# Trainers

## Multi-GPU on a Single Node
## (1) Torchrun with Distributed Data Parallel (DDP)
```bash
torchrun --standalone --nproc_per_node=gpu main.py --model Keci --trainer torchDDP --num_epochs 1 --scoring_technique KvsAll --embedding_dim 256 --p 1 --q 2 --path_dataset_folder "KGs/YAGO3-10" --eval_mode None
# or
torchrun --standalone --nproc_per_node=gpu main.py --model Pykeen_ComplEx --trainer torchDDP --num_epochs 1 --scoring_technique KvsAll --embedding_dim 256 --path_dataset_folder "KGs/YAGO3-10" --eval_mode None
```
There is a memory leakage at Pykeen models.

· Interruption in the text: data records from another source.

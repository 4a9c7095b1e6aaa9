//! Plugin lifecycle management.
//!
//! [`PluginManager`] is the central owner of the registry. It:
//!
//! - Accepts [`Descriptor`]s from discovery ([`ingest`](PluginManager::ingest),
//!   which applies the blocklist and swallows duplicates) or from direct
//!   callers ([`insert`](PluginManager::insert), which surfaces
//!   `DuplicateId`).
//! - Runs resolution sweeps ([`resolve`](PluginManager::resolve)).
//! - Drives every linkable plugin through Construct → Activate in
//!   dependency order via [`initialize`](PluginManager::initialize), and
//!   back through Deactivate in reverse order via
//!   [`shutdown`](PluginManager::shutdown).
//!
//! # Example
//!
//! ```rust,ignore
//! use solder_manager::PluginManager;
//!
//! let manager = PluginManager::new();
//! manager.insert(descriptor)?;
//! manager.resolve();
//! let report = manager.initialize(&InitArgs::new())?;
//! info!(activated = report.initialized.len(), "Plugins up");
//! ```

use std::sync::Arc;
use std::sync::atomic::{AtomicBool, Ordering};

use parking_lot::Mutex;
use tracing::{error, info, warn};

use solder_core::{Descriptor, InitArgs, PluginError, PluginId, PluginInstance, Result};

use crate::record::PluginRecord;
use crate::registry::PluginRegistry;
use crate::resolver;

/// Predicate applied to every identity before descriptor ingestion.
pub type BlockPredicate = Arc<dyn Fn(&PluginId) -> bool + Send + Sync>;

/// Namespace reserved for the manager itself; the default blocklist rejects
/// identities under it.
pub const MANAGER_NAMESPACE: &str = "solder.";

/// Summary of one [`PluginManager::initialize`] call.
#[derive(Debug, Default)]
pub struct InitReport {
    /// Plugins activated during this call, in initialization order.
    pub initialized: Vec<PluginId>,
    /// Library plugins that were ordered but intentionally not driven.
    pub skipped: Vec<PluginId>,
    /// Plugins whose activators failed first and succeeded on the
    /// end-of-call retry.
    pub recovered: Vec<PluginId>,
}

/// Central manager for plugin registration, resolution, and lifecycle.
pub struct PluginManager {
    registry: PluginRegistry,
    is_blocked: BlockPredicate,
    shutting_down: AtomicBool,
    /// Plugins whose first activation attempt failed; cleared and rebuilt by
    /// each `initialize` call.
    post_init_failures: Mutex<Vec<PluginId>>,
}

impl PluginManager {
    /// Creates a manager with the default blocklist, which rejects
    /// identities under [`MANAGER_NAMESPACE`].
    pub fn new() -> Self {
        Self::with_blocklist(Arc::new(|id: &PluginId| {
            id.as_str().starts_with(MANAGER_NAMESPACE)
        }))
    }

    /// Creates a manager with a caller-supplied blocklist predicate.
    pub fn with_blocklist(is_blocked: BlockPredicate) -> Self {
        Self {
            registry: PluginRegistry::new(),
            is_blocked,
            shutting_down: AtomicBool::new(false),
            post_init_failures: Mutex::new(Vec::new()),
        }
    }

    /// The underlying registry.
    pub fn registry(&self) -> &PluginRegistry {
        &self.registry
    }

    // ─── Ingestion ───────────────────────────────────────────────────────────

    /// Inserts a descriptor on behalf of discovery.
    ///
    /// Blocked identities and duplicate ids are logged and swallowed
    /// (returning `Ok(None)`); discovery keeps going either way. Direct
    /// callers who want the error should use [`insert`](Self::insert).
    pub fn ingest(&self, desc: Descriptor) -> Result<Option<usize>> {
        if self.shutting_down.load(Ordering::SeqCst) {
            return Err(PluginError::ShuttingDown);
        }
        if (self.is_blocked)(desc.id()) {
            warn!(plugin = %desc.id(), "Attempted to register a blocked plugin id");
            return Ok(None);
        }
        match self.registry.insert(desc) {
            Ok(index) => Ok(Some(index)),
            Err(PluginError::DuplicateId(id)) => {
                warn!(plugin = %id, "Duplicate plugin id, descriptor discarded");
                Ok(None)
            }
            Err(other) => Err(other),
        }
    }

    /// Inserts a descriptor, surfacing `DuplicateId` to the caller.
    pub fn insert(&self, desc: Descriptor) -> Result<usize> {
        if self.shutting_down.load(Ordering::SeqCst) {
            return Err(PluginError::ShuttingDown);
        }
        self.registry.insert(desc)
    }

    // ─── Resolution ──────────────────────────────────────────────────────────

    /// Runs one resolution sweep. Returns `true` iff no requests remain
    /// pending.
    pub fn resolve(&self) -> bool {
        resolver::satisfy_pass(&self.registry)
    }

    /// Runs the linkability fixed-point test for this plugin.
    pub fn is_linkable(&self, id: &PluginId) -> bool {
        resolver::is_linkable(&self.registry, id)
    }

    /// Whether this plugin is currently active.
    pub fn is_active(&self, id: &PluginId) -> bool {
        self.registry
            .lookup(id)
            .is_some_and(|record| record.is_active())
    }

    /// The constructed instance of this plugin, if any.
    pub fn instance(&self, id: &PluginId) -> Option<PluginInstance> {
        self.registry.lookup(id).and_then(|record| record.instance())
    }

    /// The record this plugin's dependency on `dependency` is bound to.
    ///
    /// Errors with `UnresolvedDependency` when the plugin is unknown or the
    /// dependency is not (yet) bound.
    pub fn resolved_dependency(
        &self,
        plugin: &PluginId,
        dependency: &PluginId,
    ) -> Result<Arc<PluginRecord>> {
        let unresolved = || PluginError::UnresolvedDependency {
            plugin: plugin.clone(),
            dependency: dependency.clone(),
        };
        let record = self.registry.lookup(plugin).ok_or_else(unresolved)?;
        let index = record.resolved_dependency(dependency).ok_or_else(unresolved)?;
        Ok(Arc::clone(&self.registry.records()[index]))
    }

    /// Plugins whose first activation attempt failed during the most recent
    /// `initialize` call and were not recovered by the retry.
    pub fn post_init_failures(&self) -> Vec<PluginId> {
        self.post_init_failures.lock().clone()
    }

    /// The deterministic initialization order over the currently linkable
    /// records: dependencies before dependents, insertion order otherwise.
    pub fn initialization_order(&self) -> Vec<PluginId> {
        let records = self.registry.records();
        resolver::linkable_order(&records)
            .into_iter()
            .map(|index| records[index].id().clone())
            .collect()
    }

    // ─── Lifecycle driving ───────────────────────────────────────────────────

    /// Constructs and activates every linkable plugin in dependency order.
    ///
    /// 1. Runs a resolution sweep.
    /// 2. Orders the linkable records children-first.
    /// 3. Constructs and activates each in turn. Library plugins are ordered
    ///    but not driven. A construction failure aborts initialization. An
    ///    activation failure stops driving further plugins; every collected
    ///    failure is retried once at the end of the call (resuming from the
    ///    failed hook), and only plugins still inactive after that retry are
    ///    reported as an error.
    ///
    /// Partial initialization is possible; inspect the report,
    /// [`post_init_failures`](Self::post_init_failures), and
    /// [`is_active`](Self::is_active).
    pub fn initialize(&self, args: &InitArgs) -> Result<InitReport> {
        if self.shutting_down.load(Ordering::SeqCst) {
            return Err(PluginError::ShuttingDown);
        }
        resolver::satisfy_pass(&self.registry);

        // Snapshot the arena and order, then drop the registry lock before
        // running user hooks: a hook may call back into the manager.
        let (order, records) = {
            let inner = self.registry.inner.read();
            (resolver::linkable_order(&inner.records), inner.records.clone())
        };

        let mut report = InitReport::default();
        let mut failure: Option<(usize, PluginError)> = None;

        for &index in &order {
            let record = &records[index];
            if !record.should_initialize() {
                report.skipped.push(record.id().clone());
                continue;
            }
            if record.is_active() {
                continue;
            }
            if !record.is_constructed() {
                record.construct(args)?;
            }
            match record.call_activators(args) {
                Ok(()) => {
                    record.set_active(true);
                    report.initialized.push(record.id().clone());
                    info!(plugin = %record.id(), "Plugin active");
                }
                Err(e) => {
                    error!(plugin = %record.id(), error = %e, "Plugin activation failed");
                    failure = Some((index, e));
                    break;
                }
            }
        }

        // Stopgap until plugin removal exists: give failed activators one
        // more chance before reporting, resuming from the hook that failed.
        let mut unrecovered = Vec::new();
        if let Some((index, first_error)) = failure {
            let record = &records[index];
            match record.call_activators(args) {
                Ok(()) => {
                    record.set_active(true);
                    report.recovered.push(record.id().clone());
                    info!(plugin = %record.id(), "Plugin activated on retry");
                }
                Err(retry_error) => {
                    warn!(
                        plugin = %record.id(),
                        error = %retry_error,
                        "Activation retry failed, plugin stays inactive"
                    );
                    unrecovered.push(record.id().clone());
                }
            }
            *self.post_init_failures.lock() = unrecovered.clone();
            if !unrecovered.is_empty() {
                return Err(first_error);
            }
        } else {
            self.post_init_failures.lock().clear();
        }

        Ok(report)
    }

    /// Constructs one plugin on demand.
    ///
    /// Runs the linkability test first; a plugin that is not linkable
    /// errors with `Unlinkable`.
    pub fn construct_plugin(&self, id: &PluginId, args: &InitArgs) -> Result<PluginInstance> {
        let record = {
            let inner = self.registry.inner.read();
            let Some(&index) = inner.index.get(id) else {
                return Err(PluginError::Unlinkable(id.clone()));
            };
            resolver::is_linkable_at(&inner.records, index);
            Arc::clone(&inner.records[index])
        };
        record.construct(args)
    }

    /// Deactivates every active plugin in reverse initialization order and
    /// refuses further ingestion.
    ///
    /// Deactivator failures are logged; the first is surfaced after the
    /// sweep completes. Plugins are marked inactive regardless.
    pub fn shutdown(&self, args: &InitArgs) -> Result<()> {
        self.shutting_down.store(true, Ordering::SeqCst);

        let (order, records) = {
            let inner = self.registry.inner.read();
            (resolver::linkable_order(&inner.records), inner.records.clone())
        };

        let mut first_error = None;
        for &index in order.iter().rev() {
            let record = &records[index];
            if !record.is_active() {
                continue;
            }
            if let Err(e) = record.call_deactivators(args) {
                error!(plugin = %record.id(), error = %e, "Plugin deactivation failed");
                first_error.get_or_insert(e);
            }
            record.set_active(false);
            info!(plugin = %record.id(), "Plugin deactivated");
        }

        match first_error {
            Some(e) => Err(e),
            None => Ok(()),
        }
    }

    /// Whether the manager has begun shutting down.
    pub fn is_shutting_down(&self) -> bool {
        self.shutting_down.load(Ordering::SeqCst)
    }
}

impl Default for PluginManager {
    fn default() -> Self {
        Self::new()
    }
}
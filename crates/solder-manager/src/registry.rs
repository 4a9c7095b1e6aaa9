//! The plugin registry: id-unique record arena plus the pending request list.
//!
//! The arena (`Vec<Arc<PluginRecord>>` + id index) is the canonical source
//! of determinism: every sweep and every topological emission iterates it in
//! insertion order. Records address each other by arena index, so dependency
//! cycles are expressible without ownership cycles; indices stay valid
//! because the arena only grows (removal is future work).
//!
//! # Lock hierarchy
//!
//! The registry lock is the top of the crate-wide hierarchy:
//!
//! 1. registry arena (`inner`)
//! 2. pending request list
//! 3. record linkability gate
//! 4. record parent lock
//! 5. record dependencies lock
//! 6. record construction lock
//!
//! Every path that needs more than one of these acquires them in this
//! top-down order. The sticky per-record flags (`linkable`, `active`) are
//! atomics, so fast-path checks never touch a lock at all.
//!
//! `insert` holds locks 1 and 2 together (in that order) so the id check,
//! the record insertion, and the request emission form one critical section.

use std::collections::HashMap;
use std::sync::Arc;

use parking_lot::RwLock;
use tokio::sync::Notify;
use tracing::info;

use solder_core::{Descriptor, PluginError, PluginId, Result};

use crate::record::PluginRecord;
use crate::request::DependencyRequest;

pub(crate) struct RegistryInner {
    pub(crate) records: Vec<Arc<PluginRecord>>,
    pub(crate) index: HashMap<PluginId, usize>,
}

/// Id-unique map from plugin id to [`PluginRecord`], plus the pending
/// dependency-request list the resolver sweeps.
pub struct PluginRegistry {
    pub(crate) inner: RwLock<RegistryInner>,
    pub(crate) pending: RwLock<Vec<DependencyRequest>>,
    /// Nudged after every successful insert so a resolver task can sweep
    /// without polling.
    changed: Notify,
}

impl PluginRegistry {
    /// Creates an empty registry.
    pub fn new() -> Self {
        Self {
            inner: RwLock::new(RegistryInner {
                records: Vec::new(),
                index: HashMap::new(),
            }),
            pending: RwLock::new(Vec::new()),
            changed: Notify::new(),
        }
    }

    /// Inserts a descriptor, creating its record and emitting its dependency
    /// requests onto the pending list.
    ///
    /// Returns the new record's arena index. A descriptor whose id is
    /// already registered is discarded: the earlier record is preserved and
    /// `DuplicateId` is returned.
    pub fn insert(&self, desc: Descriptor) -> Result<usize> {
        let mut inner = self.inner.write();
        if inner.index.contains_key(desc.id()) {
            return Err(PluginError::DuplicateId(desc.id().clone()));
        }
        let index = inner.records.len();
        let id = desc.id().clone();
        let version = desc.version().to_string();
        let record = Arc::new(PluginRecord::new(desc, index));
        let requests = record.dependency_requests();
        inner.index.insert(id.clone(), index);
        inner.records.push(record);
        self.pending.write().extend(requests);
        drop(inner);

        info!(plugin = %id, version = %version, "Plugin registered");
        self.changed.notify_waiters();
        Ok(index)
    }

    /// Removes a plugin from the registry.
    ///
    /// Declared for forward compatibility; unbinding a live dependency graph
    /// needs the desatisfy cascade, which is future work.
    pub fn remove(&self, _id: &PluginId) -> Result<()> {
        Err(PluginError::Unsupported("plugin removal"))
    }

    /// Looks up a record by id.
    pub fn lookup(&self, id: &PluginId) -> Option<Arc<PluginRecord>> {
        let inner = self.inner.read();
        inner
            .index
            .get(id)
            .map(|&index| Arc::clone(&inner.records[index]))
    }

    /// Arena index of the record with this id.
    pub fn index_of(&self, id: &PluginId) -> Option<usize> {
        self.inner.read().index.get(id).copied()
    }

    /// Snapshot of every record in insertion order.
    pub fn records(&self) -> Vec<Arc<PluginRecord>> {
        self.inner.read().records.clone()
    }

    /// Number of registered plugins.
    pub fn len(&self) -> usize {
        self.inner.read().records.len()
    }

    /// Whether the registry is empty.
    pub fn is_empty(&self) -> bool {
        self.len() == 0
    }

    /// Number of requests still pending.
    pub fn pending_len(&self) -> usize {
        self.pending.read().len()
    }

    /// Completes the next time the registry changes.
    ///
    /// Used by resolver tasks to sweep on insert instead of polling; a
    /// missed nudge is harmless because `initialize` always sweeps first.
    pub async fn changed(&self) {
        self.changed.notified().await;
    }
}

impl Default for PluginRegistry {
    fn default() -> Self {
        Self::new()
    }
}
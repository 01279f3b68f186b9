//! Phase mapper — progress values bucketed into named market-psychology phases.
//!
//! The twelve phases are ordered from most pessimistic to most optimistic.
//! That order is both the order of the progress bands and the rank used to
//! compare days, so a higher index always means a more optimistic crowd.

use std::fmt;

use serde::{Deserialize, Serialize};

use crate::vote::Progress;

// ─── Phase ───────────────────────────────────────────────────────────────────

/// A named psychological phase. Declaration order is trend order.
#[derive(Debug, Clone, Copy, PartialEq, Eq, Hash, Serialize, Deserialize)]
pub enum Phase {
  Depression,
  Anger,
  Capitulation,
  Panic,
  Disbelief,
  Hope,
  Denial,
  Optimism,
  Anxiety,
  Belief,
  Complacency,
  Euphoria,
}

/// Every phase, most pessimistic first.
pub const ORDERED_PHASES: [Phase; 12] = [
  Phase::Depression,
  Phase::Anger,
  Phase::Capitulation,
  Phase::Panic,
  Phase::Disbelief,
  Phase::Hope,
  Phase::Denial,
  Phase::Optimism,
  Phase::Anxiety,
  Phase::Belief,
  Phase::Complacency,
  Phase::Euphoria,
];

/// Colour family a phase is rendered in.
#[derive(Debug, Clone, Copy, PartialEq, Eq, Serialize, Deserialize)]
#[serde(rename_all = "lowercase")]
pub enum Mood {
  Bearish,
  Recovering,
  Bullish,
}

impl Phase {
  /// Position in [`ORDERED_PHASES`].
  pub fn index(self) -> usize { self as usize }

  pub fn name(self) -> &'static str {
    match self {
      Self::Depression => "Depression",
      Self::Anger => "Anger",
      Self::Capitulation => "Capitulation",
      Self::Panic => "Panic",
      Self::Disbelief => "Disbelief",
      Self::Hope => "Hope",
      Self::Denial => "Denial",
      Self::Optimism => "Optimism",
      Self::Anxiety => "Anxiety",
      Self::Belief => "Belief",
      Self::Complacency => "Complacency",
      Self::Euphoria => "Euphoria",
    }
  }

  /// What the crowd is saying in this phase.
  pub fn caption(self) -> &'static str {
    match self {
      Self::Depression => "My retirement money is lost.",
      Self::Anger => "Who shorted the market!?",
      Self::Capitulation => "I'm getting out!",
      Self::Panic => "Everyone's selling!",
      Self::Disbelief => "This rally will fail.",
      Self::Hope => "A recovery is possible.",
      Self::Denial => "They will come back.",
      Self::Optimism => "This rally is real!",
      Self::Anxiety => "This dip is taking longer...",
      Self::Belief => "Time to get invested.",
      Self::Complacency => "Just cooling off.",
      Self::Euphoria => "We're all going to be rich!",
    }
  }

  pub fn mood(self) -> Mood {
    match self {
      Self::Disbelief | Self::Hope | Self::Optimism => Mood::Recovering,
      Self::Belief | Self::Complacency | Self::Euphoria => Mood::Bullish,
      _ => Mood::Bearish,
    }
  }

  pub fn band(self) -> PhaseBand { BANDS[self.index()] }
}

impl fmt::Display for Phase {
  fn fmt(&self, f: &mut fmt::Formatter<'_>) -> fmt::Result { f.write_str(self.name()) }
}

// ─── Bands ───────────────────────────────────────────────────────────────────

/// The inclusive progress range that maps to `phase`.
#[derive(Debug, Clone, Copy, PartialEq, Eq)]
pub struct PhaseBand {
  pub phase: Phase,
  pub min:   u8,
  pub max:   u8,
}

const fn band(phase: Phase, min: u8, max: u8) -> PhaseBand { PhaseBand { phase, min, max } }

/// Contiguous, non-overlapping partition of `0..=100`, in trend order.
pub const BANDS: [PhaseBand; 12] = [
  band(Phase::Depression, 0, 8),
  band(Phase::Anger, 9, 16),
  band(Phase::Capitulation, 17, 24),
  band(Phase::Panic, 25, 33),
  band(Phase::Disbelief, 34, 41),
  band(Phase::Hope, 42, 49),
  band(Phase::Denial, 50, 58),
  band(Phase::Optimism, 59, 66),
  band(Phase::Anxiety, 67, 74),
  band(Phase::Belief, 75, 83),
  band(Phase::Complacency, 84, 91),
  band(Phase::Euphoria, 92, 100),
];

pub fn phase_of(progress: Progress) -> Phase {
  let p = progress.get();
  for b in &BANDS {
    if p <= b.max {
      return b.phase;
    }
  }
  // `Progress` never exceeds 100, the top of the last band.
  Phase::Euphoria
}

// ─── Aggregates ──────────────────────────────────────────────────────────────

/// The phase most votes fall into.
///
/// Ties go to whichever tied phase appeared first in `votes`, so the result
/// depends only on input order.
pub fn most_voted_phase<I>(votes: I) -> Option<Phase>
where
  I: IntoIterator<Item = Progress>,
{
  let mut counts: Vec<(Phase, usize)> = Vec::new();
  for progress in votes {
    let phase = phase_of(progress);
    match counts.iter_mut().find(|(p, _)| *p == phase) {
      Some((_, n)) => *n += 1,
      None => counts.push((phase, 1)),
    }
  }

  let mut best: Option<(Phase, usize)> = None;
  for (phase, n) in counts {
    if best.is_none_or(|(_, top)| n > top) {
      best = Some((phase, n));
    }
  }
  best.map(|(phase, _)| phase)
}

/// Arithmetic mean of `votes`, rounded half up.
pub fn average_progress<I>(votes: I) -> Option<Progress>
where
  I: IntoIterator<Item = Progress>,
{
  let (sum, n) = votes
    .into_iter()
    .fold((0_i64, 0_i64), |(s, n), p| (s + i64::from(p.get()), n + 1));
  if n == 0 {
    return None;
  }
  Some(Progress::saturating((2 * sum + n) / (2 * n)))
}

/// Average-then-map: the phase of the mean progress.
pub fn average_phase<I>(votes: I) -> Option<Phase>
where
  I: IntoIterator<Item = Progress>,
{
  average_progress(votes).map(phase_of)
}

/// Vote counts per phase, indexed like [`ORDERED_PHASES`].
pub fn tally<I>(votes: I) -> [usize; 12]
where
  I: IntoIterator<Item = Progress>,
{
  let mut counts = [0; 12];
  for p in votes {
    counts[phase_of(p).index()] += 1;
  }
  counts
}

// ─── Trend ───────────────────────────────────────────────────────────────────

#[derive(Debug, Clone, Copy, PartialEq, Eq, Serialize, Deserialize)]
#[serde(rename_all = "lowercase")]
pub enum Trend {
  Up,
  Down,
  Same,
}

/// Compare today's phase with yesterday's. Missing data on either side is
/// reported as [`Trend::Same`].
pub fn trend(today: Option<Phase>, yesterday: Option<Phase>) -> Trend {
  match (today, yesterday) {
    (Some(t), Some(y)) if t.index() > y.index() => Trend::Up,
    (Some(t), Some(y)) if t.index() < y.index() => Trend::Down,
    _ => Trend::Same,
  }
}
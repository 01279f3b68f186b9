//! API error type and [`axum::response::IntoResponse`] implementation.

use axum::{
  Json,
  http::StatusCode,
  response::{IntoResponse, Response},
};
use serde_json::json;
use thiserror::Error;

/// An error returned by an API handler.
#[derive(Debug, Error)]
pub enum ApiError {
  /// Malformed body or a progress value outside `0..=100`.
  #[error("{0}")]
  Validation(String),

  /// The submitter already voted on the current UTC day.
  #[error("Already voted today")]
  DuplicateVote,

  #[error("failed to {operation}: {source}")]
  Store {
    operation: &'static str,
    #[source]
    source:    Box<dyn std::error::Error + Send + Sync>,
  },
}

impl ApiError {
  pub fn store<E>(operation: &'static str, e: E) -> Self
  where
    E: std::error::Error + Send + Sync + 'static,
  {
    ApiError::Store { operation, source: Box::new(e) }
  }
}

impl IntoResponse for ApiError {
  fn into_response(self) -> Response {
    let (status, message) = match &self {
      ApiError::Validation(m) => (StatusCode::BAD_REQUEST, m.clone()),
      ApiError::DuplicateVote => (StatusCode::TOO_MANY_REQUESTS, self.to_string()),
      ApiError::Store { operation, source } => {
        tracing::error!(operation, error = %source, "store operation failed");
        (StatusCode::INTERNAL_SERVER_ERROR, format!("failed to {operation}"))
      }
    };
    (status, Json(json!({ "error": message }))).into_response()
  }
}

Memory usage seems increase.
## (2) Pytorch-Lightning (PL) with DDP
```bash
python main.py --trainer 'PL' --accelerator "gpu" --strategy "ddp" --model Keci --trainer 'PL' --num_epochs 1 --scoring_technique KvsAll --embedding_dim 256 --p 1 --q 2 --path_dataset_folder "KGs/YAGO3-10" --eval_mode None
```

## (3) PL with DDP and Low Precision
The following command runs on 2 RTX 3090 with 24 GB and uses 7484MiB MiB / 24576 MiB.
```bash
python main.py --trainer 'PL' --accelerator "gpu" --strategy "ddp" --model Keci --trainer 'PL' --num_epochs 1 --scoring_technique KvsAll --embedding_dim 256 --p 1 --q 2 --path_dataset_folder "KGs/YAGO3-10" --eval_mode None --batch_size 1024
```
Memory Usage: (7082MiB / 24576MiB)
```bash
python main.py --trainer 'PL' --accelerator "gpu" --strategy "ddp" --model Keci --trainer 'PL' --num_epochs 1 --scoring_technique KvsAll --embedding_dim 256 --p 1 --q 2 --path_dataset_folder "KGs/YAGO3-10" --eval_mode None --batch_size 1024 --precision 16
```
## (4) Pytorch-Lightning (PL) with Deep Speed 1-3
Didn't observe any memory reduction with deep speed in terms of GPU memory usage.
```bash
python main.py --trainer 'PL' --accelerator "gpu" --strategy "deepspeed_stage_3" --model Keci --trainer 'PL' --num_epochs 1 --scoring_technique KvsAll --embedding_dim 256 --p 1 --q 2 --path_dataset_folder "KGs/YAGO3-10" --eval_mode None --batch_size 1024 --precision 16
```
## Multi-GPU on Multi-Node

## (1) Torchrun and DDP

Execute the following command on the node 1.
```bash
torchrun --nnodes 2 --nproc_per_node=gpu  --node_rank 0 --rdzv_id 455 --rdzv_backend c10d --rdzv_endpoint=nebula main.py --model 'ComplEx' --embedding_dim 32 --num_epochs 100 --path_dataset_folder 'KGs/UMLS' --trainer torchDDP
```
Execute the following command on the node 2
```bash
torchrun --nnodes 2 --nproc_per_node=gpu  --node_rank 1 --rdzv_id 455 --rdzv_backend c10d --rdzv_endpoint=nebula main.py --model 'ComplEx' --embedding_dim 32 --num_epochs 100 --path_dataset_folder 'KGs/UMLS' --trainer torchDDP
```

Execute the following command on the node 1.
```bash
torchrun --nnodes 2 --nproc_per_node=gpu  --node_rank 0 --rdzv_id 455 --rdzv_backend c10d --rdzv_endpoint=felis main.py --model 'Pykeen_QuatE' --embedding_dim 32 --num_epochs 100 --path_dataset_folder 'KGs/UMLS' --trainer torchDDP
```
Execute the following command on the node 2
```bash
torchrun --nnodes 2 --nproc_per_node=gpu  --node_rank 1 --rdzv_id 455 --rdzv_backend c10d --rdzv_endpoint=felis main.py --model 'Pykeen_QuatE' --embedding_dim 32 --num_epochs 100 --path_dataset_folder 'KGs/UMLS' --trainer torchDDP
```

## Multi-GPU on Multi-Node with Model Parallel
```bash
python main.py --trainer 'PL' --accelerator "gpu" --strategy "deepspeed" --model Pykeen_QuatE --num_epochs 1 --embedding_dim 1 --batch_size 256 --scoring_technique KvsAll --path_dataset_folder "KGs/YAGO3-10" --eval_model None
```